Buenos Aires To Paris, Don't Blame Covid For Killing Culture
Swedish-born, Paris-based writer Carl-Johan Karlsson has been seeing “dead museums” since the pandemic arrived... and even earlier.

-Essay-
PARIS — In the early days of last spring's strict confinement, I went for a walk with a friend soon after dawn. Keeping six feet apart, we spoke through our face masks and each of us carried a signed French government "permission to exercise" form in our front pocket. It was March, but that early Parisian morning was a little telegram from summer. We reached Pont au Change just as the first crackling light poured over the mansard roofs and set the placid river glistening. The air was calm and quiet except for the sounds of birds singing — and after a moment of silent reflection staring out from the bridge, my friend and I agreed: Paris had never looked worse.
The scene of a deserted, majestic city would of course have made quite the postcard, but all I could think of was William Burroughs' phrase "dead museum." And so it was recently that I thought of that phrase again when reading about two other cities that I once too called home; New York, where the Metropolitan Opera announced that the pandemic had forced it to cancel its entire 2020-21 season; and Buenos Aires, where the city's 200 "milongas' or, tango dance halls, will remain shut indefinitely after closing back in March.
Tango moves during an online class at an apartment in Buenos Aires — Photo: Martin Zabala/Xinhua/ZUMA
Before I go on, I should pause to say that I understand the risk of talking about tango when people are still dying in hospitals around the world. I should also note that, even though I live in Paris, I'm no particular high-culture maven. I've never been to the Met and I've never tangoed. I got close, back when I lived in Buenos Aires, showing up at milongas to soak up the atmosphere and watch the little tornados of people swirl and marvel at how they (with eyes closed!) managed to never collide. I never dared, having realized early that the Swedish male frame doesn't lend itself to dancing — our asses are too flat. Still, being there as locals tangoed like they had for generations was, without knowing it at the time, why I'd made the Argentine capital my temporary home.
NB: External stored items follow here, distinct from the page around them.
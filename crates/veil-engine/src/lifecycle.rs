//! Plugin activation, deactivation and target selection.
//!
//! These run outside the callback path, so they may log and fail.

use veil_core::call::CallId;
use veil_core::error::{Result, VeilError};
use veil_core::exec::ExecutionContext;
use veil_core::machine::CallerInfo;
use veil_core::memory::MemoryAccess;
use veil_core::object::HandleTable;
use veil_core::registry::CallRegistry;
use veil_core::slots::SlotStore;
use veil_core::{kdebug, kinfo, kwarn};

use std::sync::atomic::Ordering;

use crate::config::PluginConfig;
use crate::Plugin;

impl<S, M, H, X> Plugin<S, M, H, X>
where
    S: SlotStore,
    M: MemoryAccess,
    H: HandleTable,
    X: ExecutionContext,
{
    /// Bind every intercepted service to its call id.
    ///
    /// On failure, services bound so far are unbound again and the plugin
    /// stays uninitialized.
    pub fn initialize(&self, registry: &mut dyn CallRegistry) -> Result<()> {
        self.config.validate()?;
        if self.initialized.swap(true, Ordering::SeqCst) {
            return Err(VeilError::AlreadyInitialized);
        }
        kinfo!("plugin initializing (target {})", self.config.target_process);

        for (i, call) in CallId::ALL.iter().enumerate() {
            if let Err(e) = registry.set_callback(call.service_name(), *call) {
                kwarn!("set_callback({}) failed: {}", call.service_name(), e);
                for bound in &CallId::ALL[..i] {
                    let _ = registry.unset_callback(bound.service_name());
                }
                self.initialized.store(false, Ordering::SeqCst);
                return Err(e);
            }
            kdebug!("callback set: {} -> probe {}", call.service_name(), call.as_raw());
        }

        kinfo!("plugin initialized");
        Ok(())
    }

    /// Unbind every intercepted service. Keeps going past individual
    /// failures and reports the first one.
    pub fn deinitialize(&self, registry: &mut dyn CallRegistry) -> Result<()> {
        if !self.initialized.swap(false, Ordering::SeqCst) {
            return Err(VeilError::NotInitialized);
        }
        kinfo!("plugin deinitializing");

        let mut first_err = None;
        for call in CallId::ALL {
            if let Err(e) = registry.unset_callback(call.service_name()) {
                kwarn!("unset_callback({}) failed: {}", call.service_name(), e);
                first_err.get_or_insert(e);
            }
        }

        let dropped = self.trail.dropped();
        if dropped > 0 {
            kwarn!("patch trail dropped {} events", dropped);
        }
        kinfo!("plugin deinitialized");
        first_err.map_or(Ok(()), Err)
    }

    pub fn is_initialized(&self) -> bool {
        self.initialized.load(Ordering::SeqCst)
    }
}

/// Exact, case-sensitive image-name match. Hosts may call this on the
/// callback path, so it does not log; the host reports matches.
pub fn is_target(config: &PluginConfig, caller: &CallerInfo) -> bool {
    caller.process_name == config.target_process
}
Cities are nothing if not a compacted bale of all of the things that are now a threat to our health: dancing cheek-to-cheek, opera singers belting out arias, sweating shoulder-shoulder on the subway, shooting the shit in crowded bars, filing into a movie theater, sharing a cigarette … a handshake. And as we still don't know whether we're at the end of something terrible or at the beginning of something that won't end, it begs the question: What if some of our physical culture won't be coming back?
Beyond Burroughs, there is of course a whole slew of 20th-century dystopian writers who imagined what a spiritually dead culture might look like — some with an almost spooky prescience (George Orwell's 1984 hit bestseller lists again in 2017). Still, a very different perspective comes from my photographer fiancee who is convinced that the pandemic is a chance to confront a culture that has long been in crisis: "Maybe what we're going through now can remind us of what's been lost."
Culture will always need our collective expression.
That view requires a sunnier disposition than mine, but I understood what she was getting at. Visiting art galleries, I often get the sense of reading a newspaper; it tells you what's going on; or even social media (what's trending...), but it rarely invokes any of the feelings — love, fear, hope, rage — that it typically claims to depict. It lacks what Aristotle called "anagnorisis," that feeling of catching up with a truth that was already there.
I couldn't tell you what allowed artists of the past to compose, write or paint the stuff we still revisit in awe, only that I can't find it today. I also know that no matter how many it takes to tango, culture will always need our collective expression … even if some just sit on our asses and watch.